宇宙物理学:活動的な超大質量ブラックホールへ落ち込む低温で塊状の降着
Nature 534, 7606 doi: 10.1038/nature17969
銀河中心部の超大質量ブラックホールは、ガスの降着によって成長でき、銀河全体のスケールで星形成を調整する可能性があるエネルギーを解放する。とはいうものの、ブラックホールの成長の原動力となるガス燃料のリザーバーの性質は、観測によってはほとんど絞り込まれておらず、通常はその代わりに、非常に高温なガスの一様で球状の流入として単純化されている。最近の理論とシミュレーションは対照的に、降着は非常に低温な分子雲の確率的で塊状の分布に支配されているという「高温モード」の降着モデルから逸脱した可能性を予測しているが、この予測に対する観測による明確な裏付けはまだ見つかっていない。本論文では、高温プラズマの高密度なハローに取り囲まれた近傍(赤方偏移z = 0.0821)の巨大楕円銀河である、Abell 2597 Brightest Cluster Galaxy(BCG)の中心核にある超大質量のブラックホールの燃料リザーバーに向かう、低温で塊状の降着流を示す観測について報告する。
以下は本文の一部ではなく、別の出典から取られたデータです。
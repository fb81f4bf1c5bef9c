//! Extended Unified Camera Model (EUCM) Implementation
//!
//! EUCM extends the Unified Camera Model with a `beta` parameter that turns the
//! projection sphere into an ellipsoid, which fits wide-angle and fisheye
//! lenses well while keeping a closed-form inverse.
//!
//! # References
//!
//! "An Enhanced Unified Camera Model" by Bogdan Khomutenko, Gaëtan Garcia and
//! Philippe Martinet (IEEE RA-L 2016).

use nalgebra::{Vector2, Vector3};
use serde::{Deserialize, Serialize};
use std::fmt;

use crate::camera::{read_cam0, validation, CameraModel, CameraModelError, Intrinsics, Resolution};

/// EUCM calibration for wide-angle/fisheye lenses.
///
/// # Fields
///
/// *   `intrinsics`: [`Intrinsics`] - Holds the focal lengths (fx, fy) and principal point (cx, cy).
/// *   `resolution`: [`Resolution`] - The width and height of the calibrated image in pixels.
/// *   `alpha`: `f64` - Blend between the pinhole (`0`) and the spherical model (`1`).
/// *   `beta`: `f64` - Ellipsoid shape parameter, strictly positive.
#[derive(Clone, Serialize, Deserialize)]
pub struct EucmModel {
    pub intrinsics: Intrinsics,
    pub resolution: Resolution,
    pub alpha: f64,
    pub beta: f64,
}

impl EucmModel {
    /// Checks the geometric condition for a valid projection.
    ///
    /// For `alpha > 0.5` part of the sphere maps outside the image plane; the
    /// point is valid only when `z > denom * (alpha - 1) / (2 alpha - 1)`.
    pub fn check_proj_condition(z: f64, denom: f64, alpha: f64) -> bool {
        if alpha > 0.5 {
            let c = (alpha - 1.0) / (2.0 * alpha - 1.0);
            if z < denom * c {
                return false;
            }
        }
        true
    }

    /// Checks the geometric condition for a valid unprojection of a normalized
    /// point with squared radius `r_squared`.
    fn check_unproj_condition(r_squared: f64, alpha: f64, beta: f64) -> bool {
        !(alpha > 0.5 && r_squared > 1.0 / (beta * (2.0 * alpha - 1.0)))
    }
}

impl fmt::Debug for EucmModel {
    fn fmt(&self, f: &mut fmt::Formatter<'_>) -> fmt::Result {
        write!(
            f,
            "EUCM [fx: {} fy: {} cx: {} cy: {} alpha: {} beta: {}]",
            self.intrinsics.fx,
            self.intrinsics.fy,
            self.intrinsics.cx,
            self.intrinsics.cy,
            self.alpha,
            self.beta
        )
    }
}

impl CameraModel for EucmModel {
    /// Projects a 3D point from camera coordinates to 2D image coordinates.
    ///
    /// # Errors
    ///
    /// * [`CameraModelError::PointIsOutSideImage`]: If the 3D point cannot be validly projected
    ///   according to the EUCM model's geometric constraints.
    fn project(&self, point_3d: &Vector3<f64>) -> Result<Vector2<f64>, CameraModelError> {
        const PRECISION: f64 = 1e-3;

        let x = point_3d.x;
        let y = point_3d.y;
        let z = point_3d.z;

        let d = (self.beta * (x * x + y * y) + z * z).sqrt();
        let denom = self.alpha * d + (1.0 - self.alpha) * z;

        if denom < PRECISION || !Self::check_proj_condition(z, denom, self.alpha) {
            return Err(CameraModelError::PointIsOutSideImage);
        }

        let projected_x = self.intrinsics.fx * (x / denom) + self.intrinsics.cx;
        let projected_y = self.intrinsics.fy * (y / denom) + self.intrinsics.cy;

        Ok(Vector2::new(projected_x, projected_y))
    }

    /// Unprojects a 2D image point to a normalized 3D ray in camera coordinates.
    fn unproject(&self, point_2d: &Vector2<f64>) -> Result<Vector3<f64>, CameraModelError> {
        const PRECISION: f64 = 1e-3;

        let alpha = self.alpha;
        let beta = self.beta;

        let mx = (point_2d.x - self.intrinsics.cx) / self.intrinsics.fx;
        let my = (point_2d.y - self.intrinsics.cy) / self.intrinsics.fy;

        let r_squared = mx * mx + my * my;
        let gamma = 1.0 - alpha;
        let num = 1.0 - r_squared * alpha * alpha * beta;
        let det = 1.0 - (alpha - gamma) * beta * r_squared;

        if det < PRECISION || !Self::check_unproj_condition(r_squared, alpha, beta) {
            return Err(CameraModelError::PointIsOutSideImage);
        }

        let mz = num / (gamma + alpha * det.sqrt());
        let norm = (mx * mx + my * my + mz * mz).sqrt();

        Ok(Vector3::new(mx / norm, my / norm, mz / norm))
    }

    /// Loads [`EucmModel`] parameters from a YAML file whose `intrinsics`
    /// array is `[fx, fy, cx, cy, alpha, beta]`.
    fn load_from_yaml(path: &str) -> Result<Self, CameraModelError> {
        let block = read_cam0(path, &["alpha", "beta"])?;

        let model = EucmModel {
            intrinsics: block.intrinsics,
            resolution: block.resolution,
            alpha: block.extra[0],
            beta: block.extra[1],
        };

        model.validate_params()?;
        Ok(model)
    }

    fn validate_params(&self) -> Result<(), CameraModelError> {
        validation::validate_intrinsics(&self.intrinsics)?;

        if !self.alpha.is_finite() {
            return Err(CameraModelError::InvalidParams(
                "alpha must be finite".to_string(),
            ));
        }

        if !self.beta.is_finite() || self.beta <= 0.0 {
            return Err(CameraModelError::InvalidParams(
                "beta must be finite and positive".to_string(),
            ));
        }

        Ok(())
    }

    fn get_resolution(&self) -> Resolution {
        self.resolution
    }

    fn get_intrinsics(&self) -> Intrinsics {
        self.intrinsics.clone()
    }

    fn get_distortion(&self) -> Vec<f64> {
        vec![self.alpha, self.beta]
    }

    fn model_name(&self) -> &'static str {
        "eucm"
    }
}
適切な状況下では、熱不安定性によって、銀河の中心に向かって落下する低温の雲の雨が生じ、そのコアに見られるキロパーセクスケールの分子状星雲の中での星形成が維持される。今回の観測は、こうした低温の雲がブラックホールの降着にもエネルギーを供給していることを示しており、こうした分子雲が活動的な超大質量ブラックホールへ向けて毎秒約300 kmで内側へ移動する際に、ブラックホールが明るい背景光となって分子雲によって投影された「影」が明らかになった。温かい原子状のガスの極めて高い空間解像度でのこれまでの観測から得られた裏付けとなる証拠、ならびに幾何学と確率論に基づく単純な推論から、こうした雲はブラックホールの最も内側の数百パーセク内に存在し、ブラックホールのより近くに向かって落下していることが示される。